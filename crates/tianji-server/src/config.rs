//! Server configuration
//!
//! Values come from Shuttle secrets (Secrets.toml locally).
//! - TIANJI_CORS_ORIGIN: allowed browser origin (unset = permissive)
//! - TIANJI_BODY_LIMIT_BYTES: max JSON body size (default 1 MiB)
//! - TIANJI_COIN_SEED: fixed seed for coin tosses (demos and replays)

use axum::http::{header, HeaderValue, Method};
use tower_http::cors::CorsLayer;

pub const CORS_ORIGIN_KEY: &str = "TIANJI_CORS_ORIGIN";
pub const BODY_LIMIT_KEY: &str = "TIANJI_BODY_LIMIT_BYTES";
pub const COIN_SEED_KEY: &str = "TIANJI_COIN_SEED";

const DEFAULT_BODY_LIMIT_BYTES: usize = 1024 * 1024;

#[derive(Debug, Clone, PartialEq, Eq)]
pub struct ServerConfig {
    pub cors_origin: Option<String>,
    pub body_limit_bytes: usize,
    pub coin_seed: Option<u64>,
}

impl Default for ServerConfig {
    fn default() -> Self {
        Self {
            cors_origin: None,
            body_limit_bytes: DEFAULT_BODY_LIMIT_BYTES,
            coin_seed: None,
        }
    }
}

impl ServerConfig {
    /// Build from a key lookup; unparsable values fall back to defaults
    pub fn from_lookup<F>(lookup: F) -> Self
    where
        F: Fn(&str) -> Option<String>,
    {
        let cors_origin = lookup(CORS_ORIGIN_KEY)
            .map(|s| s.trim().to_string())
            .filter(|s| !s.is_empty());

        let body_limit_bytes = match lookup(BODY_LIMIT_KEY) {
            Some(raw) => raw.trim().parse().unwrap_or_else(|_| {
                tracing::warn!(
                    "⚠️  Invalid {}={:?}, using {} bytes",
                    BODY_LIMIT_KEY,
                    raw,
                    DEFAULT_BODY_LIMIT_BYTES
                );
                DEFAULT_BODY_LIMIT_BYTES
            }),
            None => DEFAULT_BODY_LIMIT_BYTES,
        };

        let coin_seed = lookup(COIN_SEED_KEY).and_then(|raw| match raw.trim().parse() {
            Ok(seed) => Some(seed),
            Err(_) => {
                tracing::warn!("⚠️  Invalid {}={:?}, tossing unseeded", COIN_SEED_KEY, raw);
                None
            }
        });

        Self {
            cors_origin,
            body_limit_bytes,
            coin_seed,
        }
    }

    /// CORS layer for the configured origin
    pub fn cors_layer(&self) -> Result<CorsLayer, String> {
        let Some(origin) = &self.cors_origin else {
            return Ok(CorsLayer::permissive());
        };

        let origin = origin
            .parse::<HeaderValue>()
            .map_err(|e| format!("Invalid {} {:?}: {}", CORS_ORIGIN_KEY, origin, e))?;

        Ok(CorsLayer::new()
            .allow_origin(origin)
            .allow_methods([Method::GET, Method::POST])
            .allow_headers([header::CONTENT_TYPE]))
    }
}

#[cfg(test)]
mod tests {
    use super::*;
    use std::collections::HashMap;

    fn lookup_from(pairs: &[(&str, &str)]) -> impl Fn(&str) -> Option<String> {
        let map: HashMap<String, String> = pairs
            .iter()
            .map(|(k, v)| (k.to_string(), v.to_string()))
            .collect();
        move |key| map.get(key).cloned()
    }

    #[test]
    fn test_defaults_when_unset() {
        let config = ServerConfig::from_lookup(lookup_from(&[]));
        assert_eq!(config, ServerConfig::default());
        assert_eq!(config.body_limit_bytes, 1024 * 1024);
    }

    #[test]
    fn test_reads_values() {
        let config = ServerConfig::from_lookup(lookup_from(&[
            (CORS_ORIGIN_KEY, " https://tianji.example "),
            (BODY_LIMIT_KEY, "4096"),
            (COIN_SEED_KEY, "88"),
        ]));
        assert_eq!(config.cors_origin.as_deref(), Some("https://tianji.example"));
        assert_eq!(config.body_limit_bytes, 4096);
        assert_eq!(config.coin_seed, Some(88));
        assert!(config.cors_layer().is_ok());
    }

    #[test]
    fn test_invalid_values_fall_back() {
        let config = ServerConfig::from_lookup(lookup_from(&[
            (CORS_ORIGIN_KEY, "   "),
            (BODY_LIMIT_KEY, "lots"),
            (COIN_SEED_KEY, "-1"),
        ]));
        assert_eq!(config, ServerConfig::default());
    }

    #[test]
    fn test_rejects_unusable_origin() {
        let config = ServerConfig {
            cors_origin: Some("bad\norigin".to_string()),
            ..ServerConfig::default()
        };
        assert!(config.cors_layer().is_err());
    }
}
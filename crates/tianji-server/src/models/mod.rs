//! Request/Response DTOs for the Tianji API

mod bazi;
mod error;
mod hexagram;

pub use bazi::*;
pub use error::*;
pub use hexagram::*;
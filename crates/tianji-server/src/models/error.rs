use serde::Serialize;
use utoipa::ToSchema;

/// Failure envelope
#[derive(Debug, Serialize, ToSchema)]
pub struct ErrorResponse {
    /// Always false
    pub success: bool,
    pub error: String,
}
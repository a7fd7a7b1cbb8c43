//! Tianji API Routes
//!
//! - /api/calculate_bazi - Four Pillars (八字) chart
//! - /api/generate_hexagram - Six-line (六爻) coin reading

pub mod bazi;
pub mod hexagram;
pub mod swagger;
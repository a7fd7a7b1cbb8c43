//! Domain Services
//!
//! Stateless calculations over the value objects.
//! - calendar: solar → lunar conversion and the four pillars
//! - divination: coin tosses and hexagram assembly
//! - format: plain-text rendering of charts and readings

mod calendar;
mod divination;
mod format;

pub use calendar::*;
pub use divination::*;
pub use format::*;
//! OpenAPI Documentation

use utoipa::OpenApi;

use crate::models::{
    BaziResponse, CalculateBaziRequest, ErrorResponse, GenerateHexagramRequest, HexagramResponse,
};

#[derive(OpenApi)]
#[openapi(
    paths(
        super::bazi::calculate_bazi,
        super::hexagram::generate_hexagram,
    ),
    info(
        title = "Tianji API",
        version = "0.1.0",
        description = "天机 - Four Pillars (八字) charts and six-line (六爻) coin readings",
        license(name = "MIT"),
    ),
    servers(
        (url = "/", description = "Current server"),
    ),
    tags(
        (name = "Health", description = "Health check endpoints"),
        (name = "Bazi", description = "Bazi (八字) - Lunar date and Four Pillars"),
        (name = "Hexagram", description = "Hexagram (六爻) - Coin-toss divination"),
    ),
    components(
        schemas(
            CalculateBaziRequest,
            BaziResponse,
            GenerateHexagramRequest,
            HexagramResponse,
            ErrorResponse,
        )
    )
)]
pub struct ApiDoc;
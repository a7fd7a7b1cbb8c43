//! Configuration management for Tianji CLI
//!
//! Stores the server URL and output preferences in ~/.config/tianji/config.toml

use anyhow::{Context, Result};
use serde::{Deserialize, Serialize};
use std::fmt;
use std::fs;
use std::path::PathBuf;
use std::str::FromStr;

const CONFIG_DIR: &str = "tianji";
const CONFIG_FILE: &str = "config.toml";

/// Environment override for the server URL
pub const SERVER_URL_ENV: &str = "TIANJI_SERVER_URL";

/// How results are printed
#[derive(Debug, Clone, Copy, Default, PartialEq, Eq, Serialize, Deserialize)]
#[serde(rename_all = "lowercase")]
pub enum OutputFormat {
    #[default]
    Text,
    Json,
}

impl fmt::Display for OutputFormat {
    fn fmt(&self, f: &mut fmt::Formatter<'_>) -> fmt::Result {
        match self {
            OutputFormat::Text => write!(f, "text"),
            OutputFormat::Json => write!(f, "json"),
        }
    }
}

impl FromStr for OutputFormat {
    type Err = String;

    fn from_str(s: &str) -> Result<Self, Self::Err> {
        match s.to_lowercase().as_str() {
            "text" => Ok(OutputFormat::Text),
            "json" => Ok(OutputFormat::Json),
            _ => Err(format!("Unknown output format: {}", s)),
        }
    }
}

/// CLI Configuration
#[derive(Debug, Clone, Default, PartialEq, Eq, Serialize, Deserialize)]
pub struct Config {
    /// Tianji server; readings are computed locally when unset
    #[serde(skip_serializing_if = "Option::is_none")]
    pub base_url: Option<String>,
    #[serde(default)]
    pub default_format: OutputFormat,
}

impl Config {
    /// Get the config directory path
    pub fn config_dir() -> Result<PathBuf> {
        let config_dir = dirs::config_dir()
            .context("Could not determine config directory")?
            .join(CONFIG_DIR);
        Ok(config_dir)
    }

    /// Get the config file path
    pub fn config_path() -> Result<PathBuf> {
        Ok(Self::config_dir()?.join(CONFIG_FILE))
    }

    /// Load config from file, or create default
    pub fn load() -> Result<Self> {
        let path = Self::config_path()?;

        if !path.exists() {
            return Ok(Self::default());
        }

        let content = fs::read_to_string(&path)
            .with_context(|| format!("Failed to read config from {:?}", path))?;

        Self::parse(&content)
    }

    pub fn parse(content: &str) -> Result<Self> {
        toml::from_str(content).with_context(|| "Failed to parse config file")
    }

    /// Save config to file
    pub fn save(&self) -> Result<()> {
        let dir = Self::config_dir()?;
        fs::create_dir_all(&dir)
            .with_context(|| format!("Failed to create config directory {:?}", dir))?;

        let path = Self::config_path()?;
        let content = toml::to_string_pretty(self).context("Failed to serialize config")?;

        fs::write(&path, content)
            .with_context(|| format!("Failed to write config to {:?}", path))?;

        Ok(())
    }

    /// Server to call: `--server` flag, then TIANJI_SERVER_URL, then the config file
    pub fn resolve_server(&self, flag: Option<&str>, env: Option<&str>) -> Option<String> {
        flag.or(env)
            .or(self.base_url.as_deref())
            .map(|url| url.trim().trim_end_matches('/').to_string())
            .filter(|url| !url.is_empty())
    }
}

Task requirements: In the listing above, locate the line with "pub struct Config" and the line with "Ok(Self::config_dir()?.join(CONFIG_FILE))", then extract exactly those lines and every line between them, and nothing more.

Written response:
pub struct Config {
    /// Tianji server; readings are computed locally when unset
    #[serde(skip_serializing_if = "Option::is_none")]
    pub base_url: Option<String>,
    #[serde(default)]
    pub default_format: OutputFormat,
}

impl Config {
    /// Get the config directory path
    pub fn config_dir() -> Result<PathBuf> {
        let config_dir = dirs::config_dir()
            .context("Could not determine config directory")?
            .join(CONFIG_DIR);
        Ok(config_dir)
    }

    /// Get the config file path
    pub fn config_path() -> Result<PathBuf> {
        Ok(Self::config_dir()?.join(CONFIG_FILE))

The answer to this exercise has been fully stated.